● **Work item**:
Each line of the data that includes "when" must be copied.

** Records shown follows **

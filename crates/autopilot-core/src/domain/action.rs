//! Actions accepted by the task state machine.
//!
//! `ActionKind` is the wire-level name a caller sends; `Action` is the fully
//! materialised transition (reasons, checks and output data already decided)
//! that `machine::apply` consumes.

use std::fmt;
use std::str::FromStr;

use serde::{Deserialize, Serialize};

use super::step::{StepId, ValidationCheck};
use crate::error::PipelineError;

#[derive(Debug, Clone, PartialEq)]
pub enum Action {
    Start,
    CompleteStep {
        checks: Vec<ValidationCheck>,
        data: serde_json::Map<String, serde_json::Value>,
    },
    Fail {
        step: StepId,
        reasons: Vec<String>,
        checks: Vec<ValidationCheck>,
    },
    Complete {
        certificate: String,
    },
    NotReady {
        step: StepId,
        checks: Vec<ValidationCheck>,
    },
    RequireReview {
        review_url: String,
        checks: Vec<ValidationCheck>,
    },
    Approve,
    Reject {
        reason: String,
    },
    Retry,
}

impl Action {
    pub fn kind(&self) -> ActionKind {
        match self {
            Action::Start => ActionKind::Start,
            Action::CompleteStep { .. } => ActionKind::CompleteStep,
            Action::Fail { .. } => ActionKind::Fail,
            Action::Complete { .. } => ActionKind::Complete,
            Action::NotReady { .. } => ActionKind::NotReady,
            Action::RequireReview { .. } => ActionKind::ReviewRequired,
            Action::Approve => ActionKind::Approve,
            Action::Reject { .. } => ActionKind::Reject,
            Action::Retry => ActionKind::Retry,
        }
    }
}

#[derive(Debug, Clone, Copy, PartialEq, Eq, Hash, Serialize, Deserialize)]
#[serde(rename_all = "kebab-case")]
pub enum ActionKind {
    Start,
    CompleteStep,
    Fail,
    Complete,
    NotReady,
    ReviewRequired,
    Approve,
    Reject,
    Retry,
}

impl ActionKind {
    const ALL: [ActionKind; 9] = [
        ActionKind::Start,
        ActionKind::CompleteStep,
        ActionKind::Fail,
        ActionKind::Complete,
        ActionKind::NotReady,
        ActionKind::ReviewRequired,
        ActionKind::Approve,
        ActionKind::Reject,
        ActionKind::Retry,
    ];

    pub fn as_str(self) -> &'static str {
        match self {
            ActionKind::Start => "start",
            ActionKind::CompleteStep => "complete-step",
            ActionKind::Fail => "fail",
            ActionKind::Complete => "complete",
            ActionKind::NotReady => "not-ready",
            ActionKind::ReviewRequired => "review-required",
            ActionKind::Approve => "approve",
            ActionKind::Reject => "reject",
            ActionKind::Retry => "retry",
        }
    }
}

impl fmt::Display for ActionKind {
    fn fmt(&self, f: &mut fmt::Formatter<'_>) -> fmt::Result {
        f.write_str(self.as_str())
    }
}

impl FromStr for ActionKind {
    type Err = PipelineError;

    fn from_str(s: &str) -> Result<Self, Self::Err> {
        ActionKind::ALL
            .into_iter()
            .find(|kind| kind.as_str() == s)
            .ok_or_else(|| PipelineError::bad_request(format!("unknown action: {s}")))
    }
}

/// Optional parameters of an `apply_action` call.
#[derive(Debug, Clone, Default, PartialEq, Eq, Serialize, Deserialize)]
#[serde(rename_all = "camelCase")]
pub struct ActionParams {
    /// Step for `fail`; defaults to tax-submission when omitted.
    pub failure_step: Option<String>,
    /// Step for `not-ready`; defaults to payroll-download when omitted.
    pub step: Option<String>,
    /// Free-form reason for `fail` and `reject`.
    pub reason: Option<String>,
}

impl ActionParams {
    pub fn failure_step(step: impl Into<String>) -> Self {
        Self {
            failure_step: Some(step.into()),
            ..Self::default()
        }
    }

    pub fn failure_step_or_default(&self) -> Result<StepId, PipelineError> {
        self.failure_step
            .as_deref()
            .map_or(Ok(StepId::TaxSubmission), |s| s.parse())
    }

    pub fn step_or_default(&self) -> Result<StepId, PipelineError> {
        self.step
            .as_deref()
            .map_or(Ok(StepId::PayrollDownload), |s| s.parse())
    }
}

** End of Records shown **

● **Answer**:
    /// Step for `fail`; defaults to tax-submission when omitted.
    /// Step for `not-ready`; defaults to payroll-download when omitted.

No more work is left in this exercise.